Netanyahu’s Right-Wing Government is Sexist, Too
The traditional picture of the government ministers taken at the President’s Residence last week speaks for itself. Here they stand, our public servants, who (almost) never serve the public. Here they stood, our female ministers, alongside their male counterparts, a dash of color, like a decoration swallowed by a sea of dark suits. Although someone thought to put them front and center behind the president and the prime minster (ladies first, after all), their positioning didn’t change a thing.
During a week when Israel was visited by German Defense Minister Ursula von der Leyen and EU foreign affairs chief Federica Mogherini, and just after Swedish Foreign Minister Margot Wallström announced her feminist foreign policy, Israel’s three female ministers stood there in the picture, looking uneasy while surrounded by men who know better than they do.
This makes Israel’s claims of belonging to the league of the enlightened, modern West even further from reality, at least in some realms. We’ve got high-tech, the OECD, we’re gay-friendly and liberal – but on the other hand, that picture taken in the President’s Residence stares us in the face. Three out of the 22 ministers in the picture are women (in the meantime, another minister has joined the government).
One sector of the Israeli reality didn’t even have room for these three: Ultra-Orthodox newspapers erased them from the picture, and enlightened Israel sucked its teeth, appalled at the Haredi ignorance. Right, erasing the women is ignorant. It’s doubtful if any other country would allow it to happen. But even in the secular Israeli reality, supposedly enlightened, the picture isn’t that much brighter. Three out of 23. Thirteen percent. In the 21st century. In a country that purports to be part of the West.
Here are the numbers: The average for the EU, from May 2013, was that women occupied 27 percent of senior ministerial positions – double the percentage of women in Israel’s 34th government. In France, Denmark, Finland and Norway, there was almost full equality. In Sweden, Austria and Lichtenstein, women were 40 percent of the ministers, while Germany and Holland were almost at that figure. Only Greece, Slovakia, Estonia, Cyprus and Hungary had about one woman for every 10 men in ministerial positions, similar to the Israeli rate. In terms of world numbers, Israel is in 47th place, between Gabon and Slovenia. That’s Israel’s place.
But those figures were for Israel’s last government. Now the situation is worse. We’ve gone from four to three. While the world is marching toward more democratization, Israel’s democracy is taking steps backwards. Not only has Israel’s new government failed to increase representation for women, but there are fewer women in the government this time around.
Not that having female ministers is any kind of guarantee of better government. Israel’s lone female prime minister was one of the worst we’ve ever had. The three women currently in ministerial positions, Ayelet Shaked, Miri Regev and Gila Gamliel, aren’t very promising, either. But the group photo with the president symbolizes that the Israeli elite continues to be men-only, in addition, of course, to being Jewish and Ashkenazi.

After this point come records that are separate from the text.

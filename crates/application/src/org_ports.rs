use async_trait::async_trait;
use fieldlens_core::{AppResult, OrgDomain, SessionToken};
use serde_json::Value;

/// Port for exchanging an org domain for a session token.
#[async_trait]
pub trait SessionTokenProvider: Send + Sync {
    /// Returns a session token for the org API domain.
    ///
    /// Implementations return [`fieldlens_core::AppError::Unauthorized`] when
    /// no token is available.
    async fn session_token(&self, domain: &OrgDomain) -> AppResult<SessionToken>;
}

/// Port for the org REST API.
///
/// Every call is authenticated with the provided token. Non-success statuses
/// surface as [`fieldlens_core::AppError::Network`] carrying the status code.
#[async_trait]
pub trait OrgRestTransport: Send + Sync {
    /// Runs a read-only query and returns the parsed response body.
    async fn query(&self, domain: &OrgDomain, token: &SessionToken, soql: &str)
    -> AppResult<Value>;

    /// Patches fields of an existing record.
    async fn update_record(
        &self,
        domain: &OrgDomain,
        token: &SessionToken,
        sobject: &str,
        record_id: &str,
        body: Value,
    ) -> AppResult<()>;

    /// Creates a record and returns the parsed response body.
    async fn create_record(
        &self,
        domain: &OrgDomain,
        token: &SessionToken,
        sobject: &str,
        body: Value,
    ) -> AppResult<Value>;
}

Women who have broken through the glass ceiling, from Bank Leumi CEO Rakefet Russak-Aminoach to female fighter pilots to Supreme Court President Miriam Naor, are all the exceptions that prove the rule. When it comes to representation of women, the picture is like a punch in the face: even this small minority is disappearing. How natural does Israel’s basically boys-only government look? How representative, and how Israeli? An alpha government for an alpha state, where everyone is a man’s man, and where “you’re the man” is the highest form of praise – and not an ounce of shame for it.